All throughout his life, Picasso drew and painted self-portraits, some more recognizable than others. Some have even contended that his minotaurs are self-portraits, but it is clear that the theme of his identity permeates all of his stylistic and other thematic changes. The last entry Tinterow makes in the catalogue and the last drawing in the chronology, is part of a series of self-portraits from the last year of his life, where Picasso "confronts" the concept of his own death by depicting himself in various ways. Here, the head is that of a skull, with sunken cheeks and hollowed eyes. Tinterow explains that Picasso realize the importance of his self-portraits, keeping a colored version of this drawing in his sitting room during the last months of his life.
With such strong works of art on exhibition, the absence of a catalogue may seem a small thing to criticize, but contemporary exhibitions are as much the artistry of the director of the show as of the artist whose work is hung. Catalogues play the role of interpreter, allowing the public to understand how and why the exhibition was selected and arranged.
Tinterow, like William Rubin in the New York MoMa show, has hung the works in chronological order. Simple, perhaps, for any other artist's work but for the genius of Picasso, two drawings executed even just months apart could be virtually unrelated and express entirely different facets of his life and world. The timeline of his work is not straight; it does not start at one point and end at another. Instead, Picasso spirals and soars, coming back to motifs and themes of his early life and also to those of his predecessors. The catalogue would facilitate what understanding is possible of Picasso's art as it is intimately connected with this actual experience: different moods and locations, lovers and models, fellow artists, tragedies of world conflict or those of personal loss.
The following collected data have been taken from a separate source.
//! Assertion predicates for protocol messages
//!
//! One constructor per message kind, in [`to_relay`] and [`to_client`]. A
//! [`Matcher`] is a plain value: evaluate it against anything serializable to
//! get a [`MatchOutcome`], then assert on the outcome.
//!
//! ```
//! use nostr_relay_mock::{faker, matcher};
//!
//! let sent = faker::to_relay::req("sub");
//! matcher::to_relay::req_id("sub").evaluate(&sent).assert();
//! matcher::to_relay::close().evaluate(&sent).assert_not();
//! ```
//!
//! [`receive`] is the waiting form: it takes the next message from a
//! [`MessageSource`] and evaluates it, reporting a distinct failure when
//! nothing arrives in time.

pub mod outcome;
pub mod predicate;
pub mod source;

pub use outcome::{MatchFailure, MatchOutcome};
pub use predicate::{to_client, to_relay, Matcher};
pub use source::{receive, MessageSource};
//! Transport error types

use thiserror::Error;

/// Errors from the simulated transport
#[derive(Debug, Clone, PartialEq, Eq, Error)]
pub enum TransportError {
    #[error("invalid URL {url}: {reason}")]
    InvalidUrl { url: String, reason: String },

    #[error("unsupported scheme: {0} (expected ws or wss)")]
    UnsupportedScheme(String),

    #[error("address already in use: {0}")]
    AddressInUse(String),

    #[error("connection refused: {0}")]
    ConnectionRefused(String),

    #[error("connection rejected: limit of {0} reached")]
    ConnectionLimit(usize),

    #[error("connection closed")]
    Closed,

    #[error("peer error: {0}")]
    Peer(String),
}
//! Connection handles for both ends of a simulated link

use std::fmt;
use std::hash::{Hash, Hasher};
use std::sync::atomic::{AtomicBool, Ordering};
use std::sync::{Arc, Mutex, PoisonError, Weak};

use crate::error::Result;
use crate::protocol::WireMessage;

use super::error::TransportError;

type MessageHandler = Arc<dyn Fn(&str) + Send + Sync>;
type CloseHandler = Arc<dyn Fn() + Send + Sync>;
type ErrorHandler = Arc<dyn Fn(&TransportError) + Send + Sync>;

/// Server side of the transport, as seen by a link
pub(crate) trait Endpoint: Send + Sync {
    /// Accept a new connection
    fn accept(&self) -> Result<ClientSocket>;

    /// Hand a client's text to the server
    fn deliver(&self, socket: &ServerSocket, text: &str) -> Result<()>;

    /// The connection behind `socket` has closed
    fn disconnected(&self, socket: &ServerSocket);

    /// The connection behind `socket` failed
    fn failed(&self, socket: &ServerSocket, error: &TransportError);
}

#[derive(Default)]
struct ClientHandlers {
    on_message: Vec<MessageHandler>,
    on_close: Vec<CloseHandler>,
    on_error: Vec<ErrorHandler>,
    /// Server sends that arrived before any message handler existed
    backlog: Vec<String>,
    /// Set while the backlog is handed out; new sends queue behind it
    flushing: bool,
}

/// Shared state of one connection
pub(crate) struct Link {
    id: u64,
    url: String,
    open: AtomicBool,
    server: Weak<dyn Endpoint>,
    client: Mutex<ClientHandlers>,
}

impl Link {
    pub(crate) fn new(id: u64, url: String, server: Weak<dyn Endpoint>) -> Arc<Self> {
        Arc::new(Self {
            id,
            url,
            open: AtomicBool::new(true),
            server,
            client: Mutex::new(ClientHandlers::default()),
        })
    }

    fn is_open(&self) -> bool {
        self.open.load(Ordering::SeqCst)
    }

    fn handlers(&self) -> std::sync::MutexGuard<'_, ClientHandlers> {
        self.client.lock().unwrap_or_else(PoisonError::into_inner)
    }

    /// Server → client
    fn send_to_client(&self, text: String) {
        let handlers = {
            let mut client = self.handlers();
            if client.on_message.is_empty() || client.flushing {
                client.backlog.push(text);
                return;
            }
            client.on_message.clone()
        };

        for handler in &handlers {
            handler(&text);
        }
    }

    /// Shut the link down from either side; later calls do nothing
    fn close(self: &Arc<Self>) {
        if !self.open.swap(false, Ordering::SeqCst) {
            return;
        }
        tracing::debug!(socket_id = self.id, url = %self.url, "Connection closed");

        if let Some(server) = self.server.upgrade() {
            server.disconnected(&ServerSocket::new(Arc::clone(self)));
        }

        let handlers = self.handlers().on_close.clone();
        for handler in &handlers {
            handler();
        }
    }

    /// Report an error to both sides, then close
    fn fail(self: &Arc<Self>, error: TransportError) {
        if !self.is_open() {
            return;
        }
        tracing::debug!(socket_id = self.id, error = %error, "Connection failed");

        if let Some(server) = self.server.upgrade() {
            server.failed(&ServerSocket::new(Arc::clone(self)), &error);
        }

        let handlers = self.handlers().on_error.clone();
        for handler in &handlers {
            handler(&error);
        }

        self.close();
    }
}

/// Server-side handle to one connected client
///
/// This is the peer identity the relay routes by: two handles are equal
/// exactly when they refer to the same connection.
#[derive(Clone)]
pub struct ServerSocket {
    link: Arc<Link>,
}

impl ServerSocket {
    pub(crate) fn new(link: Arc<Link>) -> Self {
        Self { link }
    }

    /// Sequential connection id, starting at 1 per server
    pub fn id(&self) -> u64 {
        self.link.id
    }

    /// Whether the connection is still open
    pub fn is_open(&self) -> bool {
        self.link.is_open()
    }

    /// Send to the client
    ///
    /// Text goes out as-is and anything else is JSON-encoded. Sending on a
    /// closed connection is silently ignored.
    pub fn send(&self, message: impl Into<WireMessage>) {
        if !self.is_open() {
            tracing::trace!(socket_id = self.id(), "Dropping send on closed socket");
            return;
        }
        let text = message.into().into_text();
        tracing::trace!(socket_id = self.id(), message = %text, "Server send");
        self.link.send_to_client(text);
    }

    /// Close the connection
    pub fn close(&self) {
        self.link.close();
    }

    /// Fail the connection with `reason`, then close it
    pub fn error(&self, reason: impl Into<String>) {
        self.link.fail(TransportError::Peer(reason.into()));
    }
}

impl PartialEq for ServerSocket {
    fn eq(&self, other: &Self) -> bool {
        Arc::ptr_eq(&self.link, &other.link)
    }
}

impl Eq for ServerSocket {}

impl Hash for ServerSocket {
    fn hash<H: Hasher>(&self, state: &mut H) {
        self.link.id.hash(state);
    }
}

impl fmt::Debug for ServerSocket {
    fn fmt(&self, f: &mut fmt::Formatter<'_>) -> fmt::Result {
        f.debug_struct("ServerSocket")
            .field("id", &self.link.id)
            .field("open", &self.is_open())
            .finish()
    }
}

/// Client-side handle to a connection
#[derive(Clone)]
pub struct ClientSocket {
    link: Arc<Link>,
}

impl ClientSocket {
    pub(crate) fn new(link: Arc<Link>) -> Self {
        Self { link }
    }

    /// Normalised URL this socket connected to
    pub fn url(&self) -> &str {
        &self.link.url
    }

    pub fn is_open(&self) -> bool {
        self.link.is_open()
    }

    /// Send text to the server
    ///
    /// The server processes it before this returns; if the server rejects
    /// the payload, its error comes back here.
    pub fn send(&self, message: impl Into<WireMessage>) -> Result<()> {
        if !self.is_open() {
            return Err(TransportError::Closed.into());
        }
        let Some(server) = self.link.server.upgrade() else {
            return Err(TransportError::Closed.into());
        };

        let text = message.into().into_text();
        tracing::trace!(socket_id = self.link.id, message = %text, "Client send");
        server.deliver(&ServerSocket::new(Arc::clone(&self.link)), &text)
    }

    /// Register a handler for text sent by the server
    ///
    /// The first handler registered also receives anything the server sent
    /// before it existed.
    pub fn on_message(&self, handler: impl Fn(&str) + Send + Sync + 'static) {
        {
            let mut client = self.link.handlers();
            client.on_message.push(Arc::new(handler));
            if client.backlog.is_empty() || client.flushing {
                return;
            }
            client.flushing = true;
        }

        // Drain in batches; sends made meanwhile land in the backlog
        loop {
            let (handlers, batch) = {
                let mut client = self.link.handlers();
                if client.backlog.is_empty() {
                    client.flushing = false;
                    return;
                }
                (client.on_message.clone(), std::mem::take(&mut client.backlog))
            };

            for text in &batch {
                for handler in &handlers {
                    handler(text);
                }
            }
        }
    }

    /// Register a handler run once when the connection closes
    pub fn on_close(&self, handler: impl Fn() + Send + Sync + 'static) {
        self.link.handlers().on_close.push(Arc::new(handler));
    }

    /// Register a handler for transport errors
    pub fn on_error(&self, handler: impl Fn(&TransportError) + Send + Sync + 'static) {
        self.link.handlers().on_error.push(Arc::new(handler));
    }

    /// Close the connection
    pub fn close(&self) {
        self.link.close();
    }
}

impl fmt::Debug for ClientSocket {
    fn fmt(&self, f: &mut fmt::Formatter<'_>) -> fmt::Result {
        f.debug_struct("ClientSocket")
            .field("id", &self.link.id)
            .field("url", &self.link.url)
            .field("open", &self.is_open())
            .finish()
    }
}
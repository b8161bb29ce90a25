//! Protocol constants

/// Subscription request (client → relay)
pub const REQ: &str = "REQ";
/// Subscription close (client → relay)
pub const CLOSE: &str = "CLOSE";
/// Count request (client → relay) and count response (relay → client)
pub const COUNT: &str = "COUNT";
/// Event submission (client → relay) and delivery (relay → client)
pub const EVENT: &str = "EVENT";
/// End of stored events (relay → client)
pub const EOSE: &str = "EOSE";
/// Event acknowledgement (relay → client)
pub const OK: &str = "OK";
/// Authentication event (client → relay) and challenge (relay → client)
pub const AUTH: &str = "AUTH";
/// Human-readable notice (relay → client)
pub const NOTICE: &str = "NOTICE";

/// Event kind used for client authentication (NIP-42)
pub const CLIENT_AUTH_KIND: u16 = 22242;

/// Keys every event object carries
pub const EVENT_KEYS: [&str; 7] = ["id", "sig", "kind", "tags", "pubkey", "content", "created_at"];

/// Placeholder used by fixtures and in expected-message descriptions
pub const WILDCARD: &str = "*";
BECAUSE TINTEROW'S selection process was deliberate and careful, the exhibition is easier to ingest than the MoMa show, which was ten times the size. Tinterow has successfully pared down Picasso's works on paper to a tight package, interesting to the giants of the art world, and intriguing to those who bring little previous knowledge of art to the Fogg. The exhibition is not one to be missed, and if the crowd of 1400 who came in out of the rain for the opening Thursday night is any indication, it will not be.